Так, связь «Швейка» с натуралистической школой и ее приемами изложения едва ли может подлежать сомнению, а отсюда следует сделать необходимые выводы, касающиеся и других черт этого произведения. Нельзя, правда, забывать о том, что в рядах чешских натуралистов находились писатели весьма даже передовые, подчас отражающие мировоззрение вполне революционных кругов.
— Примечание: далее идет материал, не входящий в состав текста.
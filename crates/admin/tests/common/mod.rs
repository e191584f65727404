#![allow(dead_code)]

use std::sync::atomic::{AtomicBool, Ordering};
use std::sync::{Arc, Mutex};

use async_trait::async_trait;
use lutshop_admin::{AdminError, Listing, Notification, PresetAdminController, PresetRepository};
use lutshop_core::preset::PresetRecord;
use lutshop_core::types::DbId;
use tokio::sync::{mpsc, Notify};

/// A request the controller made against the repository.
#[derive(Debug, Clone, PartialEq, Eq)]
pub enum Call {
    List,
    Create(PresetRecord),
    Update(DbId, PresetRecord),
}

/// In-process stand-in for the collection resource.
///
/// Keeps a server-side list that create/update mutate, records every call,
/// and can be told to fail or to park list calls until released.
#[derive(Default)]
pub struct FakeRepository {
    pub server: Mutex<Vec<PresetRecord>>,
    pub calls: Mutex<Vec<Call>>,
    pub next_id: Mutex<DbId>,
    pub fail_list: AtomicBool,
    pub list_unavailable: AtomicBool,
    pub fail_create: AtomicBool,
    pub fail_update: AtomicBool,
    pub list_gate: Option<Arc<Notify>>,
}

impl FakeRepository {
    pub fn new() -> Self {
        Self {
            next_id: Mutex::new(1),
            ..Self::default()
        }
    }

    /// List calls wait on `gate` before answering.
    pub fn gated(gate: Arc<Notify>) -> Self {
        Self {
            list_gate: Some(gate),
            ..Self::new()
        }
    }

    pub fn with_server(self, records: Vec<PresetRecord>) -> Self {
        *self.server.lock().unwrap() = records;
        self
    }

    pub fn with_next_id(self, id: DbId) -> Self {
        *self.next_id.lock().unwrap() = id;
        self
    }

    pub fn calls(&self) -> Vec<Call> {
        self.calls.lock().unwrap().clone()
    }

    pub fn server_list(&self) -> Vec<PresetRecord> {
        self.server.lock().unwrap().clone()
    }

    pub fn mutations(&self) -> Vec<Call> {
        self.calls()
            .into_iter()
            .filter(|c| !matches!(c, Call::List))
            .collect()
    }
}

#[async_trait]
impl PresetRepository for FakeRepository {
    async fn list(&self) -> Result<Listing, AdminError> {
        self.calls.lock().unwrap().push(Call::List);
        if let Some(gate) = &self.list_gate {
            gate.notified().await;
        }
        if self.fail_list.load(Ordering::SeqCst) {
            return Err(AdminError::Fetch("connection refused".to_string()));
        }
        if self.list_unavailable.load(Ordering::SeqCst) {
            return Ok(Listing::Unavailable { status: 503 });
        }
        Ok(Listing::Loaded(self.server_list()))
    }

    async fn create(&self, record: &PresetRecord) -> Result<PresetRecord, AdminError> {
        self.calls.lock().unwrap().push(Call::Create(record.clone()));
        if self.fail_create.load(Ordering::SeqCst) {
            return Err(AdminError::Submit("HTTP 500".to_string()));
        }
        let id = {
            let mut next = self.next_id.lock().unwrap();
            let id = *next;
            *next += 1;
            id
        };
        let created = record.with_id(id);
        self.server.lock().unwrap().push(created.clone());
        Ok(created)
    }

    async fn update(&self, id: DbId, record: &PresetRecord) -> Result<(), AdminError> {
        self.calls
            .lock()
            .unwrap()
            .push(Call::Update(id, record.clone()));
        if self.fail_update.load(Ordering::SeqCst) {
            return Err(AdminError::Submit("network unreachable".to_string()));
        }
        let mut server = self.server.lock().unwrap();
        if let Some(row) = server.iter_mut().find(|r| r.id == Some(id)) {
            *row = record.with_id(id);
        }
        Ok(())
    }
}

/// A persisted record as the server would return it.
pub fn persisted(id: DbId, name: &str, is_active: bool) -> PresetRecord {
    PresetRecord {
        id: Some(id),
        name: name.to_string(),
        description: format!("{name} description"),
        price: 990,
        preset_file_url: format!("https://cdn/{id}.cube"),
        is_active,
        sort_order: id as i32,
        ..PresetRecord::default()
    }
}

pub fn controller(
    repository: Arc<FakeRepository>,
) -> (PresetAdminController, mpsc::UnboundedReceiver<Notification>) {
    PresetAdminController::new(repository)
}

/// Everything currently queued on the notification channel.
pub fn drain(rx: &mut mpsc::UnboundedReceiver<Notification>) -> Vec<Notification> {
    let mut out = Vec::new();
    while let Ok(n) = rx.try_recv() {
        out.push(n);
    }
    out
}
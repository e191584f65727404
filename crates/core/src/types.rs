/// Preset identifiers are PostgreSQL BIGSERIAL.
pub type DbId = i64;

/// All timestamps are UTC.
pub type Timestamp = chrono::DateTime<chrono::Utc>;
Достаточно в подтверждение этого вспомнить об Иване Ольбрахте, который по годам почти что ровесник Гашка (род. в 1882 г.) и известен также русскому читателю благодаря таким своим вещам, как «Анна-пролетарка», или «Удивительная дружба артиста Есения»; и у них мы замечаем острую социально-насыщенную тенденциозность, как и у Гашка, и он при помощи сатиры и юмора пытается подавить в себе какое бы то ни было проявление сентиментализма и лиризма. Однако преобладающее большинство писателей этой школы идеологически было связано с мелкобуржуазной средой, и это обстоятельство не могло не отразиться и на Гашке.